All 12 of the regional Circuit Courts have confronted the issue repeatedly.  The case on which the Justices on Monday sought the federal government’s views involves Vincent E. Staub of Peoria, Ill., who lost his job as a medical technician at Proctor Hospital after prolonged disputes with supervisors over the time he spent to fulfill his duties as a member of the Army Reserve.  He contended that his immediate supervisors resented his military service, and ultimately arranged to get him fired by a higher hospital executive.

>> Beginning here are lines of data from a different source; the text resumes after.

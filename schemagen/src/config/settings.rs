//! Project configuration for schemagen (`schemagen.toml`)

use config::{Config, Environment, File};
use serde::{Deserialize, Serialize};
use std::collections::BTreeMap;
use std::path::{Path, PathBuf};

use super::defaults;
use super::model::{Configuration, ForcedTypePreset};
use crate::document::SchemaSource;
use crate::error::{CodegenError, Result};
use crate::generator::GeneratorCommand;
use crate::task::GenerationTask;

/// Top-level project configuration
#[derive(Debug, Clone, Serialize, Deserialize)]
pub struct ProjectConfig {
    /// Provision a database container for tasks without a connection URL
    #[serde(default = "default_use_container")]
    pub use_container: bool,

    /// Migration scripts location, relative to the project directory
    #[serde(default = "default_migrations_dir")]
    pub migrations_dir: PathBuf,

    /// Scratch directory for configuration documents
    #[serde(default = "default_work_dir")]
    pub work_dir: PathBuf,

    /// Parent of per-task output directories when a task names none
    #[serde(default = "default_output_root")]
    pub output_root: PathBuf,

    #[serde(default)]
    pub container: ContainerSettings,

    #[serde(default)]
    pub generator: GeneratorSettings,

    /// Generation tasks by name
    #[serde(default)]
    pub tasks: BTreeMap<String, TaskSettings>,

    /// Log level (trace, debug, info, warn, error)
    /// Can be overridden by RUST_LOG env var
    #[serde(default)]
    pub log_level: Option<String>,
}

/// Ephemeral database container options
#[derive(Debug, Clone, Default, Serialize, Deserialize)]
pub struct ContainerSettings {
    /// MySQL image tag; the module default when unset
    #[serde(default)]
    pub image_tag: Option<String>,
}

/// How the external generator is launched.
///
/// The program receives the path of a JSON document conforming to `schema`
/// as its last argument.
#[derive(Debug, Clone, Serialize, Deserialize)]
pub struct GeneratorSettings {
    #[serde(default)]
    pub program: String,

    /// Arguments placed before the document path
    #[serde(default)]
    pub args: Vec<String>,

    /// Classpath entries, relative to the project directory
    #[serde(default)]
    pub classpath: Vec<PathBuf>,

    #[serde(default)]
    pub env: BTreeMap<String, String>,

    /// Identifier of a bundled document schema
    #[serde(default = "default_document_schema")]
    pub schema: String,

    /// Schema file on disk; takes precedence over `schema`
    #[serde(default)]
    pub schema_file: Option<PathBuf>,
}

/// One generation task
#[derive(Debug, Clone, Default, Serialize, Deserialize)]
pub struct TaskSettings {
    /// Overrides the project-wide `use_container`
    #[serde(default)]
    pub use_container: Option<bool>,

    /// Whether every input of this task is captured by its fingerprint
    #[serde(default)]
    pub all_inputs_declared: bool,

    /// Appended after the configured forced types, in order
    #[serde(default)]
    pub forced_type_presets: Vec<ForcedTypePreset>,

    #[serde(default)]
    pub configuration: Configuration,
}

// Default value functions for serde
fn default_use_container() -> bool {
    defaults::USE_CONTAINER
}
fn default_migrations_dir() -> PathBuf {
    PathBuf::from(defaults::MIGRATIONS_DIR)
}
fn default_work_dir() -> PathBuf {
    PathBuf::from(defaults::WORK_DIR)
}
fn default_output_root() -> PathBuf {
    PathBuf::from(defaults::OUTPUT_ROOT)
}
fn default_document_schema() -> String {
    defaults::DOCUMENT_SCHEMA.to_string()
}

impl Default for ProjectConfig {
    fn default() -> Self {
        Self {
            use_container: default_use_container(),
            migrations_dir: default_migrations_dir(),
            work_dir: default_work_dir(),
            output_root: default_output_root(),
            container: ContainerSettings::default(),
            generator: GeneratorSettings::default(),
            tasks: BTreeMap::new(),
            log_level: None,
        }
    }
}

impl Default for GeneratorSettings {
    fn default() -> Self {
        Self {
            program: String::new(),
            args: Vec::new(),
            classpath: Vec::new(),
            env: BTreeMap::new(),
            schema: default_document_schema(),
            schema_file: None,
        }
    }
}

impl ProjectConfig {
    /// Load configuration from a TOML file
    pub fn from_file(path: &Path) -> Result<Self> {
        let content = std::fs::read_to_string(path).map_err(CodegenError::file(path))?;
        let config: ProjectConfig = toml::from_str(&content).map_err(|e| {
            CodegenError::ConfigError(format!(
                "Failed to parse config file {}: {}",
                path.display(),
                e
            ))
        })?;
        Ok(config)
    }

    /// Load configuration using config-rs (file + environment variables)
    pub fn load(config_path: Option<&Path>) -> Result<Self> {
        let mut builder = Config::builder();

        // Load from config file if specified
        if let Some(path) = config_path {
            builder = builder.add_source(File::from(path));
        } else {
            // Try default locations
            builder = builder.add_source(File::with_name("schemagen").required(false));
        }

        // Override with environment variables (SCHEMAGEN_*, nested keys split on "__")
        builder = builder.add_source(
            Environment::with_prefix("SCHEMAGEN")
                .separator("__")
                .try_parsing(true),
        );

        let config: ProjectConfig = builder.build()?.try_deserialize()?;

        Ok(config)
    }

    /// Validate the configuration
    pub fn validate(&self) -> Result<()> {
        if self.tasks.is_empty() {
            return Err(CodegenError::ConfigError(
                "at least one [tasks.<name>] section is required".into(),
            ));
        }

        if let Some(name) = self.tasks.keys().find(|name| name.trim().is_empty()) {
            return Err(CodegenError::ConfigError(format!(
                "task name must not be blank: {:?}",
                name
            )));
        }

        if self.generator.program.trim().is_empty() {
            return Err(CodegenError::ConfigError(
                "generator.program is required: a command that accepts the path of a \
                 configuration document as its last argument"
                    .into(),
            ));
        }

        if self.generator.schema_file.is_none() && self.generator.schema.trim().is_empty() {
            return Err(CodegenError::ConfigError(
                "generator.schema or generator.schema_file is required".into(),
            ));
        }

        Ok(())
    }

    /// Resolve every task against `project_dir`
    pub fn tasks(&self, project_dir: &Path) -> Result<Vec<GenerationTask>> {
        self.tasks
            .iter()
            .map(|(name, settings)| self.task(project_dir, name, settings))
            .collect()
    }

    fn task(
        &self,
        project_dir: &Path,
        name: &str,
        settings: &TaskSettings,
    ) -> Result<GenerationTask> {
        let mut configuration = settings.configuration.clone();
        configuration.generator.database.forced_types.extend(
            settings
                .forced_type_presets
                .iter()
                .map(|preset| preset.forced_type()),
        );

        let output_dir = match &configuration.generator.target.directory {
            Some(dir) => project_dir.join(dir),
            None => project_dir.join(&self.output_root).join(name),
        };

        let command = GeneratorCommand {
            program: self.generator.program.clone(),
            args: self.generator.args.clone(),
            classpath: self
                .generator
                .classpath
                .iter()
                .map(|entry| project_dir.join(entry))
                .collect(),
            env: self.generator.env.clone(),
        };

        let schema = match &self.generator.schema_file {
            Some(file) => SchemaSource::File(project_dir.join(file)),
            None => SchemaSource::Bundled(self.generator.schema.clone()),
        };

        GenerationTask::builder(name, configuration)
            .project_dir(project_dir)
            .output_dir(output_dir)
            .work_dir(project_dir.join(&self.work_dir).join(name))
            .migrations_dir(project_dir.join(&self.migrations_dir))
            .use_container(settings.use_container.unwrap_or(self.use_container))
            .all_inputs_declared(settings.all_inputs_declared)
            .generator(command)
            .schema(schema)
            .build()
    }
}

#[cfg(test)]
mod tests {
    use super::*;

    const PROJECT: &str = r#"
        log_level = "debug"

        [generator]
        program = "java"
        args = ["-jar", "lib/codegen-runner.jar"]
        classpath = ["lib/mysql-connector-j.jar"]

        [tasks.main]
        forced_type_presets = ["timestamp_to_instant"]

        [tasks.main.configuration.generator.database]
        input_schema = "app"

        [tasks.main.configuration.generator.target]
        package_name = "com.example.db"

        [tasks.reporting]
        use_container = false
        all_inputs_declared = true

        [tasks.reporting.configuration.jdbc]
        url = "jdbc:mysql://reporting:3306/reporting"

        [tasks.reporting.configuration.generator.target]
        directory = "src/generated/reporting"
    "#;

    #[test]
    fn test_default_config() {
        let config = ProjectConfig::default();
        assert!(config.use_container);
        assert_eq!(config.migrations_dir, PathBuf::from("db/migration"));
        assert!(config.generator.program.is_empty());
        assert!(config.generator.args.is_empty());
        assert!(config.log_level.is_none());
    }

    #[test]
    fn test_validation_requires_tasks() {
        let config = ProjectConfig::default();
        assert!(matches!(
            config.validate(),
            Err(CodegenError::ConfigError(_))
        ));
    }

    #[test]
    fn test_validation_rejects_empty_program() {
        let mut config: ProjectConfig = toml::from_str(PROJECT).unwrap();
        assert!(config.validate().is_ok());
        config.generator.program = " ".into();
        assert!(config.validate().is_err());
    }

    #[test]
    fn test_config_with_log_level() {
        let config: ProjectConfig = toml::from_str(PROJECT).unwrap();
        assert_eq!(config.log_level, Some("debug".to_string()));
        assert_eq!(config.tasks.len(), 2);
    }

    #[test]
    fn test_resolve_tasks() {
        let config: ProjectConfig = toml::from_str(PROJECT).unwrap();
        let project_dir = Path::new("/work/app");
        let tasks = config.tasks(project_dir).unwrap();

        let main = tasks.iter().find(|t| t.name() == "main").unwrap();
        assert!(main.use_container());
        assert!(!main.all_inputs_declared());
        assert_eq!(
            main.output_dir(),
            Path::new("/work/app/target/generated/schemagen/main")
        );
        assert_eq!(
            main.migrations_dir(),
            Path::new("/work/app/db/migration")
        );
        assert_eq!(main.configuration().generator.database.forced_types.len(), 1);
        assert_eq!(
            main.generator_command().classpath[0],
            PathBuf::from("/work/app/lib/mysql-connector-j.jar")
        );

        let reporting = tasks.iter().find(|t| t.name() == "reporting").unwrap();
        assert!(!reporting.use_container());
        assert!(reporting.all_inputs_declared());
        assert_eq!(
            reporting.output_dir(),
            Path::new("/work/app/src/generated/reporting")
        );
    }

    #[test]
    fn test_from_file() {
        let dir = tempfile::tempdir().unwrap();
        let path = dir.path().join("schemagen.toml");
        std::fs::write(&path, PROJECT).unwrap();
        let config = ProjectConfig::from_file(&path).unwrap();
        assert_eq!(config.tasks.len(), 2);

        std::fs::write(&path, "tasks = 3").unwrap();
        let err = ProjectConfig::from_file(&path).unwrap_err();
        assert!(err.to_string().contains("Failed to parse config file"));
    }
}
//! Output directory guarding and cleaning

use std::fs;
use std::path::{Path, PathBuf};
use tracing::debug;

use crate::config::Configuration;
use crate::error::{CodegenError, Result};

/// Refuse configurations that do not guarantee a clean regeneration.
pub fn ensure_clean_target(config: &Configuration) -> Result<()> {
    if !config.generator.target.clean {
        return Err(CodegenError::InvariantViolation(
            "generator.target.clean must not be set to false. \
             Disabling the cleaning of the output directory can leave stale generated files behind."
                .into(),
        ));
    }
    Ok(())
}

/// Refuse output directories whose cleaning would wipe the project itself.
pub fn ensure_safe_output_dir(output_dir: &Path, project_dir: &Path) -> Result<()> {
    let output = lexical_normalize(output_dir);
    let project = lexical_normalize(project_dir);
    if output.as_os_str().is_empty() || project.starts_with(&output) {
        return Err(CodegenError::InvariantViolation(format!(
            "output directory {} contains the project directory {}",
            output_dir.display(),
            project_dir.display()
        )));
    }
    Ok(())
}

/// Leave `dir` present and empty.
pub fn clean_output_dir(dir: &Path) -> Result<()> {
    fs::create_dir_all(dir).map_err(CodegenError::file(dir))?;
    for entry in fs::read_dir(dir).map_err(CodegenError::file(dir))? {
        let path = entry.map_err(CodegenError::file(dir))?.path();
        // symlinks are removed, never followed
        let is_dir = fs::symlink_metadata(&path)
            .map_err(CodegenError::file(&path))?
            .is_dir();
        if is_dir {
            fs::remove_dir_all(&path).map_err(CodegenError::file(&path))?;
        } else {
            fs::remove_file(&path).map_err(CodegenError::file(&path))?;
        }
        debug!("Removed {}", path.display());
    }
    Ok(())
}

/// Resolve `.` and `..` without touching the filesystem
fn lexical_normalize(path: &Path) -> PathBuf {
    use std::path::Component;

    let mut out = PathBuf::new();
    for component in path.components() {
        match component {
            Component::CurDir => {}
            Component::ParentDir => {
                out.pop();
            }
            other => out.push(other),
        }
    }
    out
}

#[cfg(test)]
mod tests {
    use super::*;

    #[test]
    fn test_clean_required() {
        let mut config = Configuration::default();
        assert!(ensure_clean_target(&config).is_ok());
        config.generator.target.clean = false;
        let err = ensure_clean_target(&config).unwrap_err();
        assert!(matches!(err, CodegenError::InvariantViolation(_)));
        assert!(err.to_string().contains("generator.target.clean"));
    }

    #[test]
    fn test_clean_removes_stale_files() {
        let dir = tempfile::tempdir().unwrap();
        let out = dir.path().join("generated");
        fs::create_dir_all(out.join("com/example/old")).unwrap();
        fs::write(out.join("com/example/old/Users.java"), "class Users {}").unwrap();
        fs::write(out.join("unrelated.txt"), "left over").unwrap();

        clean_output_dir(&out).unwrap();

        assert!(out.is_dir());
        assert_eq!(fs::read_dir(&out).unwrap().count(), 0);
    }

    #[test]
    fn test_clean_creates_missing_dir() {
        let dir = tempfile::tempdir().unwrap();
        let out = dir.path().join("a/b/generated");
        clean_output_dir(&out).unwrap();
        assert!(out.is_dir());
    }

    #[cfg(unix)]
    #[test]
    fn test_clean_does_not_follow_symlinks() {
        let dir = tempfile::tempdir().unwrap();
        let keep = dir.path().join("keep");
        fs::create_dir(&keep).unwrap();
        fs::write(keep.join("important.txt"), "data").unwrap();
        let out = dir.path().join("out");
        fs::create_dir(&out).unwrap();
        std::os::unix::fs::symlink(&keep, out.join("link")).unwrap();

        clean_output_dir(&out).unwrap();

        assert!(keep.join("important.txt").exists());
        assert_eq!(fs::read_dir(&out).unwrap().count(), 0);
    }

    #[test]
    fn test_output_dir_must_not_contain_project() {
        let project = Path::new("/work/app");
        assert!(ensure_safe_output_dir(Path::new("/work/app/target/gen"), project).is_ok());
        assert!(ensure_safe_output_dir(Path::new("/work/app"), project).is_err());
        assert!(ensure_safe_output_dir(Path::new("/work"), project).is_err());
        assert!(ensure_safe_output_dir(Path::new("/work/app/gen/.."), project).is_err());
        assert!(ensure_safe_output_dir(Path::new("/work/other"), project).is_ok());
    }
}
//! External generator process invocation

use std::collections::BTreeMap;
use std::ffi::OsString;
use std::path::{Path, PathBuf};
use std::process::Stdio;

use tokio::process::Command;
use tracing::{debug, info, warn};

use crate::error::{CodegenError, Result};

/// Generator launch settings shared by the tasks of a project
#[derive(Debug, Clone, PartialEq, Eq)]
pub struct GeneratorCommand {
    pub program: String,
    /// Arguments placed before the document path
    pub args: Vec<String>,
    /// Exported to the process as `CLASSPATH`
    pub classpath: Vec<PathBuf>,
    pub env: BTreeMap<String, String>,
}

/// Fully resolved launch parameters; what a process-spec hook may change
#[derive(Debug, Clone, PartialEq, Eq)]
pub struct ProcessSpec {
    pub program: OsString,
    pub args: Vec<OsString>,
    pub env: BTreeMap<OsString, OsString>,
    pub working_dir: PathBuf,
    /// Capture stdout/stderr into the result (and the log) instead of inheriting them
    pub capture_output: bool,
}

/// Caller hook run on the launch parameters before the process starts
pub type ProcessSpecHook = dyn Fn(&mut ProcessSpec) + Send + Sync;

/// Terminal state of one generator run
#[derive(Debug, Clone, PartialEq, Eq)]
pub struct GenerationResult {
    /// `None` when the process was terminated by a signal
    pub exit_code: Option<i32>,
    pub stdout: String,
    pub stderr: String,
}

impl GenerationResult {
    pub fn succeeded(&self) -> bool {
        self.exit_code == Some(0)
    }
}

impl ProcessSpec {
    /// Launch parameters for running `command` on `document` from `working_dir`
    pub fn new(command: &GeneratorCommand, document: &Path, working_dir: &Path) -> Result<Self> {
        let mut env: BTreeMap<OsString, OsString> = command
            .env
            .iter()
            .map(|(k, v)| (k.into(), v.into()))
            .collect();
        if !command.classpath.is_empty() {
            let classpath = std::env::join_paths(&command.classpath).map_err(|e| {
                CodegenError::ConfigError(format!("invalid generator classpath: {}", e))
            })?;
            env.insert("CLASSPATH".into(), classpath);
        }

        let mut args: Vec<OsString> = command.args.iter().map(OsString::from).collect();
        args.push(document.as_os_str().to_owned());

        Ok(Self {
            program: command.program.clone().into(),
            args,
            env,
            working_dir: working_dir.to_path_buf(),
            capture_output: true,
        })
    }
}

/// Run the generator on `document` and wait for it to exit.
///
/// A non-zero exit code is returned as an ordinary result; deciding whether
/// it fails the task is up to the caller.
pub async fn run(
    command: &GeneratorCommand,
    document: &Path,
    working_dir: &Path,
    hook: Option<&ProcessSpecHook>,
) -> Result<GenerationResult> {
    let mut spec = ProcessSpec::new(command, document, working_dir)?;
    if let Some(hook) = hook {
        hook(&mut spec);
    }
    run_spec(&spec).await
}

/// Spawn the process described by `spec`
pub async fn run_spec(spec: &ProcessSpec) -> Result<GenerationResult> {
    let program = spec.program.to_string_lossy().into_owned();
    info!(
        "Running generator: {} {}",
        program,
        spec.args
            .iter()
            .map(|a| a.to_string_lossy())
            .collect::<Vec<_>>()
            .join(" ")
    );

    let mut cmd = Command::new(&spec.program);
    cmd.args(&spec.args)
        .envs(&spec.env)
        .current_dir(&spec.working_dir)
        .stdin(Stdio::null())
        .kill_on_drop(true);

    let result = if spec.capture_output {
        let output = cmd
            .stdout(Stdio::piped())
            .stderr(Stdio::piped())
            .output()
            .await
            .map_err(|source| CodegenError::SpawnError {
                program: program.clone(),
                source,
            })?;
        GenerationResult {
            exit_code: output.status.code(),
            stdout: String::from_utf8_lossy(&output.stdout).into_owned(),
            stderr: String::from_utf8_lossy(&output.stderr).into_owned(),
        }
    } else {
        let status = cmd
            .status()
            .await
            .map_err(|source| CodegenError::SpawnError {
                program: program.clone(),
                source,
            })?;
        GenerationResult {
            exit_code: status.code(),
            stdout: String::new(),
            stderr: String::new(),
        }
    };

    for line in result.stdout.lines() {
        info!("[{}] {}", program, line);
    }
    for line in result.stderr.lines() {
        warn!("[{}] {}", program, line);
    }
    debug!("Generator exited with {:?}", result.exit_code);

    Ok(result)
}
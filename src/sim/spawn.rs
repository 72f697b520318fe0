//! Shape and boss spawning

use glam::Vec2;
use rand::Rng;

use super::state::{EntityId, GameState, MinionTarget, Shape, ShapeKind};
use crate::consts::*;
use crate::{clamp_to_world, zoom_for_level};

impl GameState {
    /// Cap on live non-boss shapes
    pub fn shape_cap(&self) -> usize {
        MAX_SHAPES_BASE + self.player.stats.spawn_rate as usize * SHAPES_PER_SPAWN_RATE_POINT
    }

    /// Chance per frame that a new shape appears
    pub fn spawn_probability(&self) -> f64 {
        BASE_SPAWN_PROBABILITY + self.player.stats.spawn_rate as f64 * SPAWN_PROBABILITY_PER_POINT
    }

    /// Insert one shape
    ///
    /// Without a kind, one of the basic shapes is picked (occasionally upgraded
    /// to the miniboss). Without a position, the shape appears just past a
    /// random edge of the player's view.
    pub fn spawn_shape(&mut self, kind: Option<ShapeKind>, pos: Option<Vec2>) -> EntityId {
        let kind = kind.unwrap_or_else(|| {
            let basic = ShapeKind::BASIC[self.rng.random_range(0..ShapeKind::BASIC.len())];
            if self.rng.random_bool(MINIBOSS_SPAWN_CHANCE) {
                ShapeKind::AlphaPentagon
            } else {
                basic
            }
        });
        let pos = match pos {
            Some(p) => p,
            None => self.offscreen_point(kind.radius()),
        };

        let id = self.next_entity_id();
        let mut shape = Shape::new(id, kind, pos);
        shape.last_action_ms = self.now_ms;
        shape.angle = self.rng.random_range(0.0..std::f32::consts::TAU);
        shape.rotation_speed = if kind.is_boss() {
            0.005
        } else {
            (self.rng.random::<f32>() - 0.5) * 0.02
        };
        match kind {
            ShapeKind::AlphaPentagon => {
                shape.vel = Vec2::new(
                    (self.rng.random::<f32>() - 0.5) * 2.0,
                    (self.rng.random::<f32>() - 0.5) * 2.0,
                );
            }
            ShapeKind::SpawnerMinion => shape.target = Some(MinionTarget::Player),
            _ => {}
        }
        self.shapes.push(shape);
        id
    }

    /// A point just outside the current view, clamped into the world
    fn offscreen_point(&mut self, radius: f32) -> Vec2 {
        let zoom = zoom_for_level(self.player.level);
        let half = self.viewport / (2.0 * zoom) + Vec2::splat(SPAWN_MARGIN);
        let center = self.player.pos;

        let pos = if self.rng.random_bool(0.5) {
            let side = if self.rng.random_bool(0.5) { -1.0 } else { 1.0 };
            Vec2::new(
                center.x + side * half.x,
                center.y + self.rng.random_range(-half.y..=half.y),
            )
        } else {
            let side = if self.rng.random_bool(0.5) { -1.0 } else { 1.0 };
            Vec2::new(
                center.x + self.rng.random_range(-half.x..=half.x),
                center.y + side * half.y,
            )
        };
        clamp_to_world(pos, radius)
    }

    /// Count down the boss timer and release a boss when the slot is free
    pub(crate) fn update_boss_timer(&mut self, dt_ms: f64) {
        self.boss_timer_ms -= dt_ms;
        if self.boss_timer_ms <= 0.0 && self.boss.is_none() {
            self.spawn_boss(None);
            self.boss_timer_ms = self.settings.boss_interval_ms;
        }
    }

    /// Spawn a boss (random archetype unless given) and track it
    pub fn spawn_boss(&mut self, kind: Option<ShapeKind>) -> EntityId {
        let kind = kind.filter(|k| k.is_boss()).unwrap_or_else(|| {
            ShapeKind::BOSSES[self.rng.random_range(0..ShapeKind::BOSSES.len())]
        });
        let id = self.spawn_shape(Some(kind), None);
        self.boss = Some(id);
        log::info!("{kind:?} entered the arena");
        id
    }

    /// Random spawn attempt, run once per frame
    pub(crate) fn maybe_spawn(&mut self) {
        let live = self.shapes.iter().filter(|s| !s.kind.is_boss()).count();
        if live < self.shape_cap() && self.rng.random_bool(self.spawn_probability().min(1.0)) {
            self.spawn_shape(None, None);
        }
    }

    /// Scatter the base population across the world
    pub fn populate(&mut self) {
        for _ in 0..MAX_SHAPES_BASE {
            let pos = Vec2::new(
                self.rng.random_range(0.0..WORLD_WIDTH),
                self.rng.random_range(0.0..WORLD_HEIGHT),
            );
            let kind = ShapeKind::BASIC[self.rng.random_range(0..ShapeKind::BASIC.len())];
            self.spawn_shape(Some(kind), Some(clamp_to_world(pos, kind.radius())));
        }
    }
}
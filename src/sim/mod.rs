//! Frame-driven simulation module
//!
//! All gameplay logic lives here. The module has no rendering or platform
//! dependencies:
//! - One [`tick`] per animation frame, timestamped by the caller
//! - Seeded RNG only
//! - Entities reference each other by ID and re-validate every use

pub mod ai;
pub mod classes;
pub mod collision;
pub mod combat;
pub mod evolution;
pub mod mines;
pub mod movement;
pub mod progression;
pub mod spawn;
pub mod state;
pub mod targeting;
pub mod tick;
pub mod view;
pub mod weapons;

pub use classes::{Ability, AmmoType, ClassProfile, FirePattern, TankClass};
pub use evolution::{EvolutionTree, Path, UPGRADE_LEVELS};
pub use progression::{ActionError, MAX_LEVEL, xp_threshold};
pub use state::{
    CloneTank, DelayedExplosion, Drone, EntityId, FloatingText, GameState, Mine, Owner, Particle,
    Player, Projectile, ProjectileKind, Shape, ShapeKind, StatKind, Stats, Structure, Turret,
    UpgradeOffer,
};
pub use tick::{Controls, Phase, TickInput, tick};
pub use view::{CameraRect, FrameView};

Although Staub complained of discrimination under the federal law that assures job protection for members of the military services, his petition said that the provisions of that law are similar to protections available under the Family and Medical Leave Act, the Pregnancy Discrimination Act, the Americans with Disabilities Act, and some federal civil rights laws.  Lowers courts have assumed that the standard they use on the “cat’s paw theory” is the same for all of these statutes, as well as for job bias cases involving public employers under the Constitution.

In the Court’s summary decision Monday — that is, a decision on the merits, without full briefing and oral argument — the Court overturned a decision of the Sixth Circuit Court on the standards to be used in determining whether a defense lawyer was ineffective in the sentencing phase of a death penalty case.  In the ten-page, unsigned decision in Bobby v. Van Hook (09-144), the Court sternly cautioned lower courts not to apply rigidly the American Bar Association’s guidelines on when a lawyer performs inadequate professional services. 

The opinion was sharply critical of the Sixth Circuit for treating the ABA’s 2003 guidelines “as inexorable commands with which all capital defense counsel must fully comply.”  Repeating what it had said earlier on the issue, the Court said the ABA’s views were “only guides.”

In a separate opinion, Justice Samuel A. Alito, Jr., was even more harsh in his reaction to the ABA’s views. While he said the ABA “is a venerable organization with a history of service to the bar,” it was “after all, a private group with limited membership.”  Its views, he added, did not necessarily reflect the views of the American bar “as a whole.”  So, he concluded, the ABA guidelines on lawyers’ performance should not have “special relevance” on the performance question.

His views were something of a reminder of conservative critiques of the often-liberal positions the ABA takes on legal questions.  The former Bush Administration, in a similar reaction to the ABA on the separate question of federal judicial appointments, denied the ABA any special advisory role in evaluating potential nominess for such judgeships although the Association had long exercised that role. The Obama Administration has resumed a reliance on the ABA’s evaluations of potential federal judges.